By Mohammed Adamu
Niger State is famed, on the one hand, for Power -on account of two contradistinctive sources of power and noted, on the other, for history -on account of two opposing causes of history. As Power State, she is the source of two voltages: one political, being the birth place of two former Military Heads of State, (IBB and Abdulsalami), and the other hydro-electrical, -being home to the nation’s only two hydro- dams, (Kainji and Shiroro).
And, of history, she is noted for the same illustrious sons, IBB, a veritable creator and maker of history (if not because of his extra-military adventures, the historic annulment of June 12); and Abdulsalami, a creature and beneficiary of it (if not on account of his un- stirring ascension to power, his historic handover to a democracy. Yet, Niger is noted for history on account of another dual apposite: being home to Nigerias first colonial seat of power, Zungeru; -and itself birth-home of one of Nigeria’s foremost nationalists and first President, Nnamdi Azikiwe.
And, concerning things of note, Minna, the capital, is noted for state-of-the art drainage systems that have ended perennial urban floods and an excellent network of roads combing the city from its hairless scapula up to its soaring groovy forehead on the segregated Hill-Tops of Minna where, again, IBB and Abdulsalami are pre-eminently ensconced.
But these facilities are neither a state-wide phenomenon nor are they even the dividends of our democracy; -but largely benevolent gifts of the military, particularly under IBB’s regime.
Of note too are the state’s enormous agricultural potentials in virtually all sectors of it. In the expanse, type and fecundity of her soil; in the multi variegation of her crop and plant varieties; the irrigable nature of her lands; her largely untapped, cash-crop-rich ecosystems; numerous fish sources and diverse species; a plenitude of graze-able plains for animal husbandry, and in the existence of a clement weather conducive for a variety of all-year farming systems, Niger State is preeminently nonpareil.
She is no less endowed in other exploitable but regrettably dormant treasures such as her huge gold deposits; many tourism destinations like the twin-dams in Shiroro and Kainji, waterfalls of Gurara, Borgu Games Reserve; the famous Ladi Kwali Pottery; Zuma Rock, -a natural landmark-mystic significant, especially in its touristic value; and a strategically-positioned Gateway City, Suleja, that is exploitable in its Real-estate potentials both on account of its Gateway location to the nation’s capital and its enviable history as the baptismal progenitor of Abuja. All these constituting a potpourri of saleables from which a world of infinite commercial possibilities lies.

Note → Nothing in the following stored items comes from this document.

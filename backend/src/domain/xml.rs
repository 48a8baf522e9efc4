//! XML rendering of voter profiles and election tallies.
//!
//! Documents are assembled explicitly into a `String`: UTF-8 declaration
//! first, two-space indentation, and XML-escaped text content. Rendering is
//! infallible given validated input.

use crate::domain::User;
use crate::domain::tally::{PartyTally, tally_parties, winning_party};

const XML_DECLARATION: &str = "<?xml version=\"1.0\" encoding=\"UTF-8\"?>\n";

/// Render a single profile as a standalone `<Users>` document.
///
/// The single-profile view carries no election tallies.
#[must_use]
pub fn user_document(user: &User) -> String {
    let mut out = String::from(XML_DECLARATION);
    out.push_str("<Users>\n");
    write_user(&mut out, user);
    out.push_str("</Users>\n");
    out
}

/// Render every profile plus the `<Elections>` tally block.
///
/// The block lists one `<PoliticalParty>` per distinct affiliation and a
/// `<Result>` naming the plurality winner; it is omitted entirely when no
/// profile declares an affiliation.
#[must_use]
pub fn users_document(users: &[User]) -> String {
    let mut out = String::from(XML_DECLARATION);
    out.push_str("<Users>\n");
    for user in users {
        write_user(&mut out, user);
    }
    let tallies = tally_parties(users);
    if let Some(winner) = winning_party(&tallies) {
        write_elections(&mut out, &tallies, winner);
    }
    out.push_str("</Users>\n");
    out
}

fn write_user(out: &mut String, user: &User) {
    out.push_str("  <User>\n");
    write_text_element(out, 2, "ID", user.id().as_ref());
    write_text_element(out, 2, "Name", user.name());
    write_text_element(out, 2, "Lastname", user.lastname());
    out.push_str("    <Address>\n");
    write_text_element(out, 3, "Provincia", user.address().provincia());
    write_text_element(out, 3, "Canton", user.address().canton());
    write_text_element(out, 3, "Distrito", user.address().distrito());
    out.push_str("    </Address>\n");
    out.push_str("    <Phones>\n");
    for phone in user.phones() {
        write_text_element(out, 3, "Phone", &phone.to_string());
    }
    out.push_str("    </Phones>\n");
    if let Some(party) = user.political_party() {
        write_text_element(out, 2, "PoliticalParty", party.as_ref());
    }
    out.push_str("  </User>\n");
}

fn write_elections(out: &mut String, tallies: &[PartyTally], winner: &PartyTally) {
    out.push_str("  <Elections>\n");
    for tally in tallies {
        out.push_str("    <PoliticalParty>\n");
        write_tally_body(out, tally);
        out.push_str("    </PoliticalParty>\n");
    }
    out.push_str("    <Result>\n");
    write_tally_body(out, winner);
    out.push_str("    </Result>\n");
    out.push_str("  </Elections>\n");
}

fn write_tally_body(out: &mut String, tally: &PartyTally) {
    write_text_element(out, 3, "Name", tally.party().as_ref());
    write_text_element(out, 3, "QuantityMembers", &tally.members().to_string());
}

fn write_text_element(out: &mut String, depth: usize, name: &str, text: &str) {
    for _ in 0..depth {
        out.push_str("  ");
    }
    out.push('<');
    out.push_str(name);
    out.push('>');
    escape_into(out, text);
    out.push_str("</");
    out.push_str(name);
    out.push_str(">\n");
}

fn escape_into(out: &mut String, text: &str) {
    for ch in text.chars() {
        match ch {
            '&' => out.push_str("&amp;"),
            '<' => out.push_str("&lt;"),
            '>' => out.push_str("&gt;"),
            '"' => out.push_str("&quot;"),
            '\'' => out.push_str("&apos;"),
            other => out.push(other),
        }
    }
}
//! Domain ports defining the edges of the hexagon.
//!
//! Ports describe how the domain expects to interact with driven adapters.
//! The storage port exposes strongly typed errors so adapters map their
//! failures into predictable variants instead of leaking I/O details.

use async_trait::async_trait;
use thiserror::Error;

use super::{ProfileRecord, User, UserId};

/// Errors surfaced by profile storage adapters.
#[derive(Debug, Clone, PartialEq, Eq, Error)]
pub enum StoreError {
    /// No record exists for the requested identifier.
    #[error("no stored profile for {id}")]
    NotFound { id: String },
    /// A record exists but its bytes do not parse into the expected shape.
    #[error("stored profile {id} is corrupt: {message}")]
    Corrupt { id: String, message: String },
    /// The storage backend failed.
    #[error("profile storage failed: {message}")]
    Io { message: String },
}

impl StoreError {
    /// Helper for missing records.
    pub fn not_found(id: impl Into<String>) -> Self {
        Self::NotFound { id: id.into() }
    }

    /// Helper for undecodable records.
    pub fn corrupt(id: impl Into<String>, message: impl Into<String>) -> Self {
        Self::Corrupt {
            id: id.into(),
            message: message.into(),
        }
    }

    /// Helper for backend failures.
    pub fn io(message: impl Into<String>) -> Self {
        Self::Io {
            message: message.into(),
        }
    }
}

/// Port for reading, writing, and enumerating stored profiles.
///
/// Implementations must replace records atomically on `put`: a reader
/// concurrent with a writer observes either the old or the new record,
/// never a partial one.
#[cfg_attr(test, mockall::automock)]
#[async_trait]
pub trait ProfileStore: Send + Sync {
    /// Write the canonical encoding of `user`, replacing any existing record
    /// with the same identifier.
    async fn put(&self, user: &User) -> Result<(), StoreError>;

    /// Read and decode the typed record for `id`.
    async fn get(&self, id: &UserId) -> Result<User, StoreError>;

    /// Read the raw record for `id` without full-schema validation.
    async fn get_raw(&self, id: &UserId) -> Result<ProfileRecord, StoreError>;

    /// Remove the record for `id`.
    async fn delete(&self, id: &UserId) -> Result<(), StoreError>;

    /// Enumerate the identifiers of every stored record, in no particular
    /// order.
    async fn list_ids(&self) -> Result<Vec<String>, StoreError>;
}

Asking: what has Talba done? is a rhetorical enquiry more into whether or not he has exploited these treasures than it is a contest zone for whether he has been consistent in the payments of pensions, salaries and gratuities; -which even non-benevolent governments do, if that’s all they do; or the fact that government has introduced free female education -or ante-natal care for pregnant women, -again, fringe services even non- democratic, millennium-goals-conscious governments effortlessly render; or that Niger has done what every state does: -built houses for civil servants -because in the midst of scarce resources it suffices, ordinarily, that civil servants (constituting an infinitesimal fraction of a state’s population), have at least a monthly take-home pay, benefit from numerous genuine and flimsy allowances, engage in daily chuwa-chuwa , and in the end are entitled to pension and gratuity. A governor should do well to prioritise the construction of culverts because its franchise of usage is wider than the restricted ownership of white-collar estates.
Thus, an enquiry into a governor’s performance should not be about ephemeral everyday administration, but the more enduring issues of development; the serious Einstein-peak that lifts Lagos into space, not the mutative, Darwinian pitch that keeps others paddling below sea-levels.
Talba himself, at his inaugural, promised this much: to set, he said, goals that will raise the standard of living for everyone; to make Niger State one of the most if not the most developed state in Nigeria; to tap her untapped agricultural potentials in order, he said, to improve food security, process for export and to generate gainful employment for our citizens; and to not only establish secondary health care facilities in all local government headquarters but a medical city that shall serve the whole of West Africa.
Can’t blame a governor for making good promises? Or assail him for genuinely failing to deliver on them? Yet, by a stretch of equidistant logic, no reputation should be built on the basis of good intentions. Great ideas C.D. Jackson said, need landing gear as well as wings. But the big issue is: why four years from the ambitious, high-tech pitch of Talba’s lofty inaugural goals, the taps -even in Minna- should not run with the most basic of needs, water?
If even Kure who met them gurgling, at least, did manage to leave them dripping, has not Talba laid himself bare to the ambush, even, of a governor whose name is a metaphor and his regime a byword- for non-performance?
Or now that the electoral storms are over, will Talba change gear? Will he wear new wings?